Fig 2: NPY/Y5R axis is involved in cell invasiveness. (A) Representative microscopic image of CHO-K1/Y5R cells invading Matrigel. White arrows indicate invadopodia. (B) NPY-induced SK-N-BE(2) cell invasiveness measured in a Matrigel-coated Transwell plate. The cells were subjected to NPY (10-11-10-7 M) for 22 h in the lower chamber of the Transwell plate (directional invasiveness) or both upper and lower chambers (spontaneous invasiveness). *p < 0.05 by one-way ANOVA followed by Dunnett's test; mean ± SEM, n = 4.

Fig 3: In CHO-K1 cells, overexpression of Y5R promotes cellular migration, while Y2R inhibits cell motility. Migration of CHO-K1 cells transfected with Y2R or Y5R fused to EGFP or with EGFP alone, measured by a wound healing assay with IncuCyte ZOOM live-cell imaging system analysis. Representative images captured by the IncuCyte software followed by quantitative analyses are shown. (A) Cell migration in 10% FBS. (B) Cell migration in 1% FBS. The migration of CHO-K1/Y5R-EGFP cells measured in the presence or absence of Y5R antagonist (CGP71683, 10-6 M). (C) Migration of CHO-K1/EGFP and CHO-K1/Y5R-EGFP cells in response to NPY (10-10-10-7 M) in 0.1% FBS. (A–C) *p < 0.05; **p < 0.01; ***p < 0.001; ****p < 0.0001 as shown or ####p < 0.0001 vs. CHO-K1/EGFP under the same conditions by one-way ANOVA followed by Tukey's test; mean ± SEM from three independent experiments, n = 3–32 each.

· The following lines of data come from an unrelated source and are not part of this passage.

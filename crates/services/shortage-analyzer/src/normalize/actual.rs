//! Allocation records folded into per-role slot totals.

use crate::models::{AllocationRecord, TimeGrid};
use chrono::NaiveDate;
use std::collections::{BTreeMap, BTreeSet};

#[derive(Debug, Clone, Default, PartialEq)]
pub struct EmploymentActual {
    pub slot_count: f64,
    pub record_count: usize,
    pub staff: BTreeSet<String>,
}

#[derive(Debug, Clone, Default, PartialEq)]
pub struct RoleActual {
    /// Staff per (date, slot index).
    pub slot_counts: BTreeMap<(NaiveDate, usize), f64>,
    pub record_count: usize,
    pub total_slot_count: f64,
    pub employment: BTreeMap<String, EmploymentActual>,
    pub staff: BTreeSet<String>,
}

impl RoleActual {
    /// Share of the role's allocation held by each employment type.
    ///
    /// Weighted by slot count; falls back to record count when every record
    /// carries zero slots.
    pub fn employment_shares(&self) -> BTreeMap<String, f64> {
        let by_slots = self.total_slot_count > 0.0;
        let total = if by_slots {
            self.total_slot_count
        } else {
            self.record_count as f64
        };
        if total <= 0.0 {
            return BTreeMap::new();
        }
        self.employment
            .iter()
            .map(|(name, e)| {
                let weight = if by_slots {
                    e.slot_count
                } else {
                    e.record_count as f64
                };
                (name.clone(), weight / total)
            })
            .collect()
    }
}

/// Allocation data on the canonical grid.
#[derive(Debug, Clone, PartialEq)]
pub struct NormalizedActual {
    pub grid: TimeGrid,
    /// Distinct observed dates, ascending.
    pub dates: Vec<NaiveDate>,
    pub roles: BTreeMap<String, RoleActual>,
    pub total_staff: usize,
}

impl NormalizedActual {
    /// Folds records into the grid. Records must be aligned to `grid`.
    pub fn from_records(grid: TimeGrid, records: &[AllocationRecord]) -> Self {
        let mut roles: BTreeMap<String, RoleActual> = BTreeMap::new();
        let mut dates = BTreeSet::new();
        let mut staff = BTreeSet::new();

        for record in records {
            let Some(slot) = grid.slot_index(record.timestamp.time()) else {
                continue;
            };
            let date = record.timestamp.date();
            let count = record.slot_count as f64;
            dates.insert(date);
            staff.insert(record.staff_id.clone());

            let role = roles.entry(record.role.clone()).or_default();
            *role.slot_counts.entry((date, slot)).or_insert(0.0) += count;
            role.record_count += 1;
            role.total_slot_count += count;
            role.staff.insert(record.staff_id.clone());

            let employment = role.employment.entry(record.employment.clone()).or_default();
            employment.slot_count += count;
            employment.record_count += 1;
            employment.staff.insert(record.staff_id.clone());
        }

        Self {
            grid,
            dates: dates.into_iter().collect(),
            roles,
            total_staff: staff.len(),
        }
    }

    pub fn period_days(&self) -> usize {
        self.dates.len()
    }

    /// Calendar days from the first to the last observed date, inclusive.
    pub fn calendar_days(&self) -> usize {
        match (self.dates.first(), self.dates.last()) {
            (Some(first), Some(last)) => (*last - *first).num_days() as usize + 1,
            _ => 0,
        }
    }

    pub fn role(&self, name: &str) -> Option<&RoleActual> {
        self.roles.get(name)
    }

    pub fn role_names(&self) -> BTreeSet<String> {
        self.roles.keys().cloned().collect()
    }

    /// Total staff-hours of a role over the whole period.
    pub fn total_hours(&self, role: &str) -> f64 {
        self.role(role)
            .map(|r| r.total_slot_count * self.grid.slot_hours())
            .unwrap_or(0.0)
    }

    /// Staff-hours per day of a role.
    pub fn daily_hours(&self, role: &str) -> f64 {
        let days = self.period_days();
        if days == 0 {
            return 0.0;
        }
        self.total_hours(role) / days as f64
    }

    /// Mean staff per slot over the allocation period.
    pub fn slot_profile(&self, role: &str) -> Vec<f64> {
        self.slot_profile_over(role, |_| true)
    }

    /// Mean staff per slot over the observed dates accepted by `include`.
    /// All zeros when no date qualifies.
    pub fn slot_profile_over(&self, role: &str, include: impl Fn(NaiveDate) -> bool) -> Vec<f64> {
        let mut sums = vec![0.0; self.grid.slots_per_day()];
        let days = self.dates.iter().filter(|d| include(**d)).count();
        if days == 0 {
            return sums;
        }
        if let Some(actual) = self.role(role) {
            for ((date, slot), count) in &actual.slot_counts {
                if include(*date) {
                    sums[*slot] += count;
                }
            }
        }
        sums.iter_mut().for_each(|s| *s /= days as f64);
        sums
    }

    /// Staff-hours per (date, hour) for dates and hours with activity.
    pub fn hourly_hours(&self, role: &str) -> BTreeMap<(NaiveDate, u32), f64> {
        let mut hourly = BTreeMap::new();
        if let Some(actual) = self.role(role) {
            let slot_hours = self.grid.slot_hours();
            for ((date, slot), count) in &actual.slot_counts {
                let hour = self.grid.slot_hour(*slot);
                *hourly.entry((*date, hour)).or_insert(0.0) += count * slot_hours;
            }
        }
        hourly
    }
}
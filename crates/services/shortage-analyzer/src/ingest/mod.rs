//! Data sources for allocation records and need grids.
//!
//! The engine only sees the [`AllocationSource`] and [`NeedSource`] traits;
//! CSV files and in-memory tables are the supplied adapters.

pub mod csv_files;
pub mod memory;

pub use csv_files::{
    discover_need_files, parse_allocation_csv, parse_need_csv, parse_timestamp, role_token_from_path,
    CsvAllocationSource, CsvNeedSource,
};
pub use memory::{MemoryAllocationSource, MemoryNeedSource};

use crate::error::Result;
use crate::models::{AllocationTable, NeedGrid};

pub trait AllocationSource: Send + Sync {
    /// Human-readable origin, used in logs and errors.
    fn name(&self) -> &str;
    fn read(&self) -> Result<AllocationTable>;
}

pub trait NeedSource: Send + Sync {
    /// Role name embedded in the source name.
    fn role_token(&self) -> &str;
    fn read(&self) -> Result<NeedGrid>;
}
//! Slot-level coverage ratios and shortage spots.

pub mod engine;

pub use engine::{classify_severity, coverage_ratio, CoverageEngine};
use serde::{Deserialize, Serialize};

#[derive(Debug, Clone, Copy, Serialize, Deserialize, PartialEq, Eq, Hash)]
#[serde(rename_all = "SCREAMING_SNAKE_CASE")]
pub enum ShortageScope {
    Role,
    Employment,
    Organization,
}

#[derive(Debug, Clone, Copy, Serialize, Deserialize, PartialEq, Eq, Hash)]
#[serde(rename_all = "SCREAMING_SNAKE_CASE")]
pub enum ShortageStatus {
    Shortage,
    Surplus,
    Balanced,
}

impl ShortageStatus {
    /// Classifies a signed daily shortage (positive = shortage).
    pub fn classify(shortage_daily_hours: f64, tolerance: f64) -> Self {
        if shortage_daily_hours.abs() <= tolerance {
            ShortageStatus::Balanced
        } else if shortage_daily_hours > 0.0 {
            ShortageStatus::Shortage
        } else {
            ShortageStatus::Surplus
        }
    }
}

/// Need versus actual in hours per day for one scope.
#[derive(Debug, Clone, Serialize, Deserialize, PartialEq)]
pub struct ShortageRecord {
    pub scope: ShortageScope,
    #[serde(skip_serializing_if = "Option::is_none")]
    pub role: Option<String>,
    #[serde(skip_serializing_if = "Option::is_none")]
    pub employment: Option<String>,
    pub need_daily_hours: f64,
    pub actual_daily_hours: f64,
    /// `need - actual`; positive means shortage.
    pub shortage_daily_hours: f64,
    pub status: ShortageStatus,
    pub staff_count: usize,
}

impl ShortageRecord {
    pub fn new(
        scope: ShortageScope,
        need_daily_hours: f64,
        actual_daily_hours: f64,
        staff_count: usize,
        tolerance: f64,
    ) -> Self {
        let shortage = need_daily_hours - actual_daily_hours;
        Self {
            scope,
            role: None,
            employment: None,
            need_daily_hours,
            actual_daily_hours,
            shortage_daily_hours: shortage,
            status: ShortageStatus::classify(shortage, tolerance),
            staff_count,
        }
    }

    pub fn with_role(mut self, role: impl Into<String>) -> Self {
        self.role = Some(role.into());
        self
    }

    pub fn with_employment(mut self, employment: impl Into<String>) -> Self {
        self.employment = Some(employment.into());
        self
    }

    pub fn role_name(&self) -> &str {
        self.role.as_deref().unwrap_or_default()
    }

    /// Zero assigned staff while something is needed.
    pub fn is_unstaffed(&self) -> bool {
        self.staff_count == 0 && self.need_daily_hours > f64::EPSILON
    }
}

/// Result of the aggregation-masking check.
#[derive(Debug, Clone, Serialize, Deserialize, PartialEq)]
pub struct MaskingAssessment {
    pub hidden_by_aggregation: bool,
    pub organization_shortage_hours: f64,
    pub max_role_imbalance_hours: f64,
    pub most_imbalanced_role: Option<String>,
    pub unstaffed_roles: Vec<String>,
    pub shortage_role_count: usize,
    pub surplus_role_count: usize,
    pub explanation: Option<String>,
}

#[derive(Debug, Clone, Serialize, Deserialize, PartialEq)]
pub struct RankedRole {
    pub rank: usize,
    pub role: String,
    pub shortage_daily_hours: f64,
    pub status: ShortageStatus,
}

#[derive(Debug, Clone, Serialize, Deserialize, PartialEq)]
pub struct ShortageSummary {
    pub roles: Vec<ShortageRecord>,
    pub employment: Vec<ShortageRecord>,
    pub organization: ShortageRecord,
    pub ranking: Vec<RankedRole>,
    pub masking: MaskingAssessment,
}

impl ShortageSummary {
    pub fn role(&self, name: &str) -> Option<&ShortageRecord> {
        self.roles.iter().find(|r| r.role.as_deref() == Some(name))
    }

    pub fn employment_for<'a>(
        &'a self,
        role: &'a str,
    ) -> impl Iterator<Item = &'a ShortageRecord> + 'a {
        self.employment
            .iter()
            .filter(move |r| r.role.as_deref() == Some(role))
    }
}
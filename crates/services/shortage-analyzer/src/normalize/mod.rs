//! Slot inference and conversion of raw inputs into daily rates.

pub mod actual;
pub mod loader;
pub mod need;
pub mod time_grid;

pub use actual::{EmploymentActual, NormalizedActual, RoleActual};
pub use loader::{DataLoader, LoadedData};
pub use need::{NormalizedNeed, RoleNeed};
pub use time_grid::infer_time_grid;
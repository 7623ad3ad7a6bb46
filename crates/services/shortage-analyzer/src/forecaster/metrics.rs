/// Calculate Mean Absolute Error (MAE)
///
/// MAE = mean(|actual - forecast|)
pub fn mean_absolute_error(forecast: &[f64], actual: &[f64]) -> f64 {
    let n = forecast.len().min(actual.len());
    if n == 0 {
        return 0.0;
    }

    let sum: f64 = forecast
        .iter()
        .zip(actual.iter())
        .take(n)
        .map(|(f, a)| (a - f).abs())
        .sum();

    sum / n as f64
}

/// Calculate Root Mean Squared Error (RMSE)
///
/// RMSE = sqrt(mean((actual - forecast)^2))
pub fn root_mean_squared_error(forecast: &[f64], actual: &[f64]) -> f64 {
    let n = forecast.len().min(actual.len());
    if n == 0 {
        return 0.0;
    }

    let sum: f64 = forecast
        .iter()
        .zip(actual.iter())
        .take(n)
        .map(|(f, a)| (a - f).powi(2))
        .sum();

    (sum / n as f64).sqrt()
}

/// Coefficient of determination.
///
/// R² = 1 - SS_res / SS_tot. With a constant `actual` this is 1.0 for a
/// perfect forecast and 0.0 otherwise.
pub fn r_squared(forecast: &[f64], actual: &[f64]) -> f64 {
    let n = forecast.len().min(actual.len());
    if n == 0 {
        return 0.0;
    }

    let mean = actual.iter().take(n).sum::<f64>() / n as f64;
    let ss_tot: f64 = actual.iter().take(n).map(|a| (a - mean).powi(2)).sum();
    let ss_res: f64 = forecast
        .iter()
        .zip(actual.iter())
        .take(n)
        .map(|(f, a)| (a - f).powi(2))
        .sum();

    if ss_tot < f64::EPSILON {
        return if ss_res < f64::EPSILON { 1.0 } else { 0.0 };
    }
    1.0 - ss_res / ss_tot
}

/// MAE relative to the mean absolute actual value, in [0, 1].
pub fn normalized_mae(mae: f64, actual: &[f64]) -> f64 {
    if actual.is_empty() {
        return 1.0;
    }
    let scale = actual.iter().map(|a| a.abs()).sum::<f64>() / actual.len() as f64;
    if scale < f64::EPSILON {
        return if mae < f64::EPSILON { 0.0 } else { 1.0 };
    }
    (mae / scale).clamp(0.0, 1.0)
}

/// Mean and population standard deviation.
pub fn mean_and_std(values: &[f64]) -> (f64, f64) {
    if values.is_empty() {
        return (0.0, 0.0);
    }
    let n = values.len() as f64;
    let mean = values.iter().sum::<f64>() / n;
    let var = values.iter().map(|v| (v - mean).powi(2)).sum::<f64>() / n;
    (mean, var.sqrt())
}
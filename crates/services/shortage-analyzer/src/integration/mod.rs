//! Merges shortages and forecasts into the final report.

pub mod recommendations;
pub mod reliability;
pub mod trend;

pub use recommendations::{build_recommendations, RecommendationSet};
pub use reliability::compute_reliability;
pub use trend::{classify_trend, compute_trends};

use crate::config::IntegrationConfig;
use crate::models::{
    AnalysisIssue, AnalysisReport, CoverageMatrix, DataQuality, RoleForecast, RoleResolution,
    ShortageSummary, SkippedRole, StageFailure, TimeGridSummary,
};
use chrono::Utc;
use tracing::info;
use uuid::Uuid;

/// Everything the report carries besides shortages and forecasts.
#[derive(Debug, Clone)]
pub struct ReportContext {
    pub time_grid: TimeGridSummary,
    pub role_mapping: RoleResolution,
    pub coverage: CoverageMatrix,
    pub skipped_roles: Vec<SkippedRole>,
    pub issues: Vec<AnalysisIssue>,
    pub warnings: Vec<String>,
    pub stage_failures: Vec<StageFailure>,
}

pub struct Integrator<'a> {
    config: &'a IntegrationConfig,
}

impl<'a> Integrator<'a> {
    pub fn new(config: &'a IntegrationConfig) -> Self {
        Self { config }
    }

    pub fn integrate(
        &self,
        summary: ShortageSummary,
        forecasts: Vec<RoleForecast>,
        quality: DataQuality,
        context: ReportContext,
    ) -> AnalysisReport {
        let trends = compute_trends(&summary, &forecasts, self.config);
        let reliability = compute_reliability(&quality, &forecasts, self.config);
        let RecommendationSet {
            recommendations,
            immediate_staffing_roles,
        } = build_recommendations(&summary, &trends, &context.skipped_roles, self.config);

        info!(
            recommendations = recommendations.len(),
            immediate = immediate_staffing_roles.len(),
            reliability = reliability.overall,
            "Integrated analysis report"
        );

        AnalysisReport {
            report_id: Uuid::new_v4(),
            generated_at: Utc::now(),
            time_grid: context.time_grid,
            data_quality: quality,
            role_mapping: context.role_mapping,
            coverage: context.coverage,
            role_shortages: summary.roles,
            employment_shortages: summary.employment,
            organization_shortage: summary.organization,
            shortage_ranking: summary.ranking,
            masking: summary.masking,
            forecasts,
            skipped_roles: context.skipped_roles,
            trends,
            reliability,
            recommendations,
            immediate_staffing_roles,
            issues: context.issues,
            warnings: context.warnings,
            stage_failures: context.stage_failures,
        }
    }
}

Fig 4: In situ proximity ligation assay (PLA) reveals interactions between Y5R and RhoA-GTP. PLA performed in SK-N-AS cells with anti-Y5R and anti-RhoA-GTP antibodies. (A) Representative confocal microscopy images of PLA in SK-N-AS cells treated with NPY (10-8 M) for 5, 10, and 20 min. Red dots represent interactions between Y5R and RhoA-GTP. The graph depicts quantification of fluorescence intensities for the total PLA signal or the signal located inside of the cell colonies and near their outer membranes in SK-N-AS cells treated with NPY. (B) PLA (red) and phalloidin staining (green) in SK-N-AS cells treated with NPY (10-8 M) for 20 min, with or without Y5R antagonist (10-6 M) pre-treatment for 30 min. White arrows indicate leading edges of the neuroblastoma (NB) cells. The graph represents a quantification of fluorescence intensity of the PLA signal—total or located inside of cell colonies and near their outer membranes in SK-N-AS cells treated with NPY and Y5R antagonist as above. (A,B) *p < 0.05, **p < 0.01, ****p < 0.0001 vs. non-treated control or ****p < 0.0001 as indicated, by one-way ANOVA followed by Tukey's test; mean ± SEM, n = 11–21 per condition. (C) Co-localization of the PLA signal (red) with F-actin (green) on the outer membranes of cells within the colony with migratory phenotype. (D) PLA signal in the area rich in F-actin near the outer plasma membrane. (E) Localization of the PLA signal along F-actin fibers.

Fig 5: The NPY/Y5R pathway activates RhoA. (A) Immunocytochemistry with anti-Y5R (green) and anti-RhoA-GTP (red) antibodies in CHO-K1/Y5R-EGFP cells. (B) RhoA pull-down assay in CHO-K1/Y5R-EGFP cells treated with NPY (10-7 M). (C) RhoA pull-down assay in SK-N-AS NB cells treated with NPY (10-10-10-7 M). (D) Quantitative analysis of RhoA activity measured by a pull-down assay in SK-N-AS cells treated with NPY at a concentration of 10-8 M. (C,D) *p < 0.05 by t-test; mean ± SEM from three independent experiments.